The Multnomah Arts Center has been vital to Kristin Mitsu Shiga’s ability to make it as a self-employed artist.
She started MAC’s metalsmithing and jewelry program in Multnomah Village back in 2001 with her own tools and curriculum. Now, it employs Shiga plus six other instructors. The classes are affordable and usually full, often with a waiting list. Shiga has showcased her art at MAC’s gallery. She appreciates the center’s specialty equipment and ventilation, and meets at the center monthly with the other members of the Creative Metal Arts Guild.
All of this feels at risk if the upcoming Parks Levy renewal fails on the Nov. 4 ballot, she says.
“I really don’t think people understand what they would be losing,” Shiga says.
When people think of the Parks Levy coming up in the November special election—if they are thinking of it at all yet—resources like neighborhood swimming pools, greenspaces, and community centers probably come to mind first. But the levy has consequences for the arts and culture spaces in town, too. Portland Parks & Recreation manages three arts centers across the city: the Multnomah Arts Center in Southwest, the Community Music Center in Southeast, and the Interstate Firehouse Cultural Center in North Portland.
That’s not all. The city also provides arts programming at five nonprofit organizations all over town, such as at the Rosewood Initiative in East Portland and the Pacific Refugee Support Group in North, and runs the Summer Free for All Program of about 50 concerts, movies and festivals at city parks. The full portfolio of the parks bureau’s arts and culture offerings runs $7.1 million out of its total operating budget of $541 million this fiscal year, according to the bureau.
The proposed Parks Levy is a five-year property tax for Portland residents at a rate of $1.40 per $1,000 of assessed value annually for parks and recreation purposes. That’s up from the current levy, which voters passed in 2020, that taxes at a rate of 80 cents per $1,000 of value. The 2025 levy would raise approximately $91 million a year for the parks bureau for five years, but it might cause people’s property taxes to increase by more than 3%, according to the city.
If it fails? “It will just be catastrophic,” says City Councilor Steve Novick.
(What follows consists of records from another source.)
//! Pointer move - pinch, pan, session drags and hover.
//!
//! ## Performance Notes
//!
//! Moves are the hottest path. Selection drags read positions from the
//! session snapshot, so cost does not grow with the number of moves, and
//! marquee selection queries the R-tree rather than scanning the scene.

use crate::app::Editor;
use crate::binding::{maybe_suggest_binding_at_cursor, maybe_suggest_binding_for_all, update_bound_elements, fix_bindings_after_duplication, DuplicationMode};
use crate::constants::{DRAGGING_THRESHOLD, FREEDRAW_SIMPLIFY_TOLERANCE, LINE_CONFIRM_THRESHOLD};
use crate::element::{duplicate_element, normalize_linear_points, ElementId};
use crate::geometry::{grid_point, simplify_points, Bounds, Point};
use crate::groups::select_groups_for_selected_elements;
use crate::input::{
    get_new_zoom, normalize_scroll, normalize_zoom, viewport_to_scene, InteractionState, Modifiers, PinchStep,
    PointerDownState, PointerEvent, PointerMode,
};
use crate::perf::profile_scope;
use crate::transform::{drag_new_element, drag_offset, drag_selected_elements, perfect_element_size, transform_elements, AxisLock, TransformHandleType};
use crate::types::ElementType;
use std::collections::{HashMap, HashSet};

impl Editor {
    pub(crate) fn handle_pointer_move(&mut self, event: &PointerEvent) {
        profile_scope!("handle_pointer_move");
        self.keys.last_viewport_cursor = event.position;

        if let Some(step) = self.pinch.pointer_move(event.pointer_id, event.position) {
            self.apply_pinch_step(step);
            return;
        }
        if self.pinch.is_pinching() {
            return;
        }

        let zoom = self.state.zoom.value;
        match &mut self.interaction {
            InteractionState::Panning {
                pointer_id,
                last_position,
            } if *pointer_id == event.pointer_id => {
                let delta = event.position - *last_position;
                *last_position = event.position;
                self.state.scroll_x = normalize_scroll(self.state.scroll_x + delta.x / zoom);
                self.state.scroll_y = normalize_scroll(self.state.scroll_y + delta.y / zoom);
                return;
            }
            InteractionState::DraggingScrollBar {
                pointer_id,
                hit,
                last_position,
            } if *pointer_id == event.pointer_id => {
                let delta = event.position - *last_position;
                *last_position = event.position;
                if hit.horizontal {
                    self.state.scroll_x = normalize_scroll(self.state.scroll_x - delta.x / zoom);
                }
                if hit.vertical {
                    self.state.scroll_y = normalize_scroll(self.state.scroll_y - delta.y / zoom);
                }
                return;
            }
            InteractionState::Pointer { session, .. } if session.pointer_id == event.pointer_id => {}
            InteractionState::Idle => {
                self.handle_hover(event);
                return;
            }
            _ => return,
        }

        let Some((mode, mut session)) = self.interaction.finish() else {
            return;
        };
        self.drag_session(mode, &mut session, event);
        self.interaction.start_pointer(mode, session);
    }

    fn apply_pinch_step(&mut self, step: PinchStep) {
        let zoom = self.state.zoom;
        self.state.scroll_x = normalize_scroll(self.state.scroll_x + step.pan.x / zoom.value);
        self.state.scroll_y = normalize_scroll(self.state.scroll_y + step.pan.y / zoom.value);
        let offset = Point::new(self.state.offset_left, self.state.offset_top);
        self.state.zoom = get_new_zoom(normalize_zoom(step.scale), self.state.zoom, offset, step.center);
        self.state.should_cache_ignore_zoom = true;
        self.system.cache_ignore_zoom.schedule(self.system.now);
    }

    fn drag_session(&mut self, mode: PointerMode, session: &mut PointerDownState, event: &PointerEvent) {
        let pointer = viewport_to_scene(event.position, &self.state);
        let modifiers = event.modifiers;

        if session.drag.offset.is_none() {
            let selected = self.selected_ids();
            session.drag.offset = Some(drag_offset(&session.originals_of(&selected), session.origin));
        }

        let is_connector_tool = matches!(self.state.element_type, ElementType::Arrow | ElementType::Line);
        if is_connector_tool && !session.drag.has_occurred && pointer.distance(session.origin) < DRAGGING_THRESHOLD {
            return;
        }
        session.last_coords = pointer;

        match mode {
            PointerMode::Transforming => self.drag_transform(session, modifiers),
            PointerMode::EditingLinearPoints => {
                self.linear_editor_drag(pointer);
            }
            PointerMode::DraggingSelection => self.drag_selection(session, modifiers),
            PointerMode::DrawingFreehand => self.drag_freehand(session),
            PointerMode::DrawingLinear => self.drag_linear(session, modifiers),
            PointerMode::DrawingGeneric => self.drag_new_generic(session, modifiers),
            PointerMode::DragSelecting => self.drag_marquee(session, modifiers),
        }
    }

    pub(crate) fn drag_transform(&mut self, session: &PointerDownState, modifiers: Modifiers) {
        let handle = session.resize.handle_type;
        self.state.is_rotating = handle == Some(TransformHandleType::Rotation);
        self.state.is_resizing = handle.is_some() && !self.state.is_rotating;
        let target = grid_point(
            session.last_coords.x - session.resize.offset.x,
            session.last_coords.y - session.resize.offset.y,
            self.state.grid_size,
        );
        let selected = self.selected_ids();
        if transform_elements(&mut self.scene, session, &selected, &modifiers, target) {
            self.suggest_bindings_for_selection(&selected);
        }
    }

    fn drag_selection(&mut self, session: &mut PointerDownState, modifiers: Modifiers) {
        let hit_selected = session
            .hit
            .all_hit_elements
            .iter()
            .any(|id| self.state.is_selected(id));
        if !hit_selected && !session.hit.has_hit_common_bounding_box {
            return;
        }
        let selected = self.selected_ids();
        if selected.is_empty() {
            return;
        }
        session.drag.has_occurred = true;

        let offset = session.drag.offset.unwrap_or(Point::ZERO);
        let pointer = session.last_coords;
        let target = grid_point(pointer.x - offset.x, pointer.y - offset.y, self.state.grid_size);
        session.drag.axis_lock = AxisLock::resolve(session.drag.axis_lock, modifiers.shift, pointer - session.origin);

        let moves = drag_selected_elements(&session.originals_of(&selected), target, session.drag.axis_lock);
        for (id, position) in moves {
            self.scene.mutate_element(&id, |d| {
                d.x = position.x;
                d.y = position.y;
            });
        }
        let moved: HashSet<ElementId> = selected.iter().cloned().collect();
        for id in &selected {
            update_bound_elements(&mut self.scene, id, &moved);
        }
        self.suggest_bindings_for_selection(&selected);

        if modifiers.alt && !session.hit.has_been_duplicated {
            session.hit.has_been_duplicated = true;
            self.duplicate_for_alt_drag(session, target);
        }
    }

    /// Leave copies at the press position; the originals keep moving on top.
    fn duplicate_for_alt_drag(&mut self, session: &PointerDownState, target: Point) {
        let offset = session.drag.offset.unwrap_or(Point::ZERO);
        let origin_target = grid_point(
            session.origin.x - offset.x,
            session.origin.y - offset.y,
            self.state.grid_size,
        );
        let shift = origin_target - target;
        let editing_group = self.state.editing_group_id.clone();

        let mut group_map = HashMap::new();
        let mut old_to_new = HashMap::new();
        let mut old_ids = Vec::new();
        let mut next = Vec::with_capacity(self.scene.len() * 2);
        let mut moving = Vec::new();
        for el in self.scene.elements_including_deleted() {
            if !el.is_deleted && self.state.is_selected(el.id()) {
                let copy = duplicate_element(editing_group.as_ref(), &mut group_map, el, shift);
                old_to_new.insert(el.id().clone(), copy.id().clone());
                old_ids.push(el.id().clone());
                next.push(copy);
                moving.push(el.clone());
            } else {
                next.push(el.clone());
            }
        }
        next.extend(moving);
        fix_bindings_after_duplication(&mut next, &old_ids, &old_to_new, DuplicationMode::DuplicatesServeAsOld);
        self.scene.replace_all_elements(next);
        tracing::debug!(count = old_ids.len(), "alt-drag duplicated selection");
    }

    fn drag_freehand(&mut self, session: &mut PointerDownState) {
        let Some(id) = self.state.dragging_element.clone() else {
            return;
        };
        let Some(origin) = self.scene.get_live_element(&id).map(|el| Point::new(el.x, el.y)) else {
            return;
        };
        session.drag.has_occurred = true;
        let local = session.last_coords - origin;
        let tolerance = FREEDRAW_SIMPLIFY_TOLERANCE / self.state.zoom.value;
        self.scene.mutate_element(&id, |d| {
            if let Some(linear) = d.linear_mut() {
                linear.points.push(local);
                linear.points = simplify_points(&linear.points, tolerance);
            }
            normalize_linear_points(d);
        });
    }

    fn drag_linear(&mut self, session: &mut PointerDownState, modifiers: Modifiers) {
        let Some(id) = self.state.dragging_element.clone() else {
            return;
        };
        let Some((kind, origin, len)) = self.scene.get_live_element(&id).and_then(|el| {
            Some((el.element_type(), Point::new(el.x, el.y), el.linear()?.points.len()))
        }) else {
            return;
        };
        session.drag.has_occurred = true;

        let pointer = session.last_coords;
        let snapped = grid_point(pointer.x, pointer.y, self.state.grid_size);
        let (mut dx, mut dy) = (snapped.x - origin.x, snapped.y - origin.y);
        if modifiers.shift && len == 2 {
            (dx, dy) = perfect_element_size(kind, dx, dy);
        }
        let point = Point::new(dx, dy);
        self.scene.mutate_element(&id, |d| {
            if let Some(linear) = d.linear_mut() {
                if linear.points.len() == 1 {
                    linear.points.push(point);
                } else if let Some(last) = linear.points.last_mut() {
                    *last = point;
                }
            }
            normalize_linear_points(d);
        });
        self.suggest_binding_for_drawn_end(&id, pointer);
    }

    pub(crate) fn drag_new_generic(&mut self, session: &PointerDownState, modifiers: Modifiers) {
        let Some(id) = self.state.dragging_element.clone() else {
            return;
        };
        let Some(kind) = self.scene.get_live_element(&id).map(|el| el.element_type()) else {
            return;
        };
        let pointer = grid_point(session.last_coords.x, session.last_coords.y, self.state.grid_size);
        let origin = session.origin_in_grid;
        let (x, y, width, height) =
            drag_new_element(kind, origin, pointer, modifiers.shift, modifiers.alt).unwrap_or((origin.x, origin.y, 0.0, 0.0));
        self.scene.mutate_element(&id, |d| {
            d.x = x;
            d.y = y;
            d.width = width;
            d.height = height;
        });
        if self.state.is_binding_enabled {
            let elements = self.scene.elements_including_deleted();
            self.state.suggested_bindings = self
                .scene
                .get_live_element(&id)
                .map(|el| maybe_suggest_binding_for_all(&[el], elements))
                .unwrap_or_default();
        }
    }

    fn drag_marquee(&mut self, session: &PointerDownState, modifiers: Modifiers) {
        let (x, y, width, height) =
            drag_new_element(ElementType::Selection, session.origin, session.last_coords, false, false)
                .unwrap_or((session.origin.x, session.origin.y, 0.0, 0.0));
        let Some(marquee) = self.state.selection_element.as_mut() else {
            return;
        };
        marquee.mutate(|d| {
            d.x = x;
            d.y = y;
            d.width = width;
            d.height = height;
        });
        // The point editor keeps its element selected under a marquee
        if self.state.editing_linear_element.is_some() {
            return;
        }

        if !modifiers.shift {
            self.state.clear_selection();
            self.state.editing_group_id = None;
        }
        let area = Bounds::new(x, y, x + width, y + height);
        let within = self.hit_tester.elements_in(
            self.scene.elements_including_deleted(),
            self.scene.revision(),
            area,
        );
        self.state.selected_element_ids.extend(within);
        select_groups_for_selected_elements(&mut self.state, self.scene.elements_including_deleted());
    }

    fn handle_hover(&mut self, event: &PointerEvent) {
        let pointer = viewport_to_scene(event.position, &self.state);

        if self.state.editing_linear_element.is_some() {
            self.linear_editor_hover(pointer, event.modifiers);
            return;
        }
        if let Some(multi_id) = self.state.multi_element.clone() {
            let snapped = grid_point(pointer.x, pointer.y, self.state.grid_size);
            self.update_multi_point_preview(&multi_id, snapped);
        }
        if self.state.element_type.is_binding() && self.state.is_binding_enabled {
            match self.state.dragging_element.clone() {
                Some(id) => self.suggest_binding_for_drawn_end(&id, pointer),
                None => {
                    self.state.suggested_bindings =
                        maybe_suggest_binding_at_cursor(pointer, self.scene.elements_including_deleted());
                }
            }
        }
    }

    /// Move, add or retract the rubber-band point of a multi-point line.
    fn update_multi_point_preview(&mut self, id: &ElementId, pointer: Point) {
        let Some((origin, points, committed)) = self.scene.get_live_element(id).and_then(|el| {
            let linear = el.linear()?;
            Some((Point::new(el.x, el.y), linear.points.clone(), linear.last_committed_point))
        }) else {
            return;
        };
        let Some(&last) = points.last() else {
            return;
        };
        let local = pointer - origin;
        let near_committed = committed.is_some_and(|c| local.distance(c) < LINE_CONFIRM_THRESHOLD);

        self.scene.mutate_element(id, |d| {
            let Some(linear) = d.linear_mut() else { return };
            if Some(last) == committed {
                if !near_committed {
                    linear.points.push(local);
                }
            } else if points.len() > 2 && near_committed {
                linear.points.pop();
            } else if let Some(end) = linear.points.last_mut() {
                *end = local;
            }
            normalize_linear_points(d);
        });
    }
}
Arts centers aren’t necessarily on the chopping block if the levy fails, any more or less than other PP&R resources. But the levy provides nearly half of the funding for the entire parks system, Novick says, so the cuts would go deep, including not being able to maintain outdoor parks and closing down community centers and pools.
Shiga will be on edge until the parks funding is secured, and probably afterward. In the past decade, “basically anything with the word ‘craft’ closed,” Shiga says. The biggies were the shuttering of the long-standing Museum of Contemporary Craft (1937–2016) and the Oregon College of Art and Craft (1907–2019).
At a time when the federal government is making destabilizing cuts to arts organizations, it’s even more crucial for state and local leadership to hold steady, Shiga says. The Multnomah Arts Center, built in 1919, was once an elementary school and has been in PP&R hands since 1980. In 2019, it got seismic upgrades, plus improvements to the six cottages that hold classes like printmaking and woodworking.
“To close it would be shortsighted of them,” Shiga says. “It’s a really rare resource.”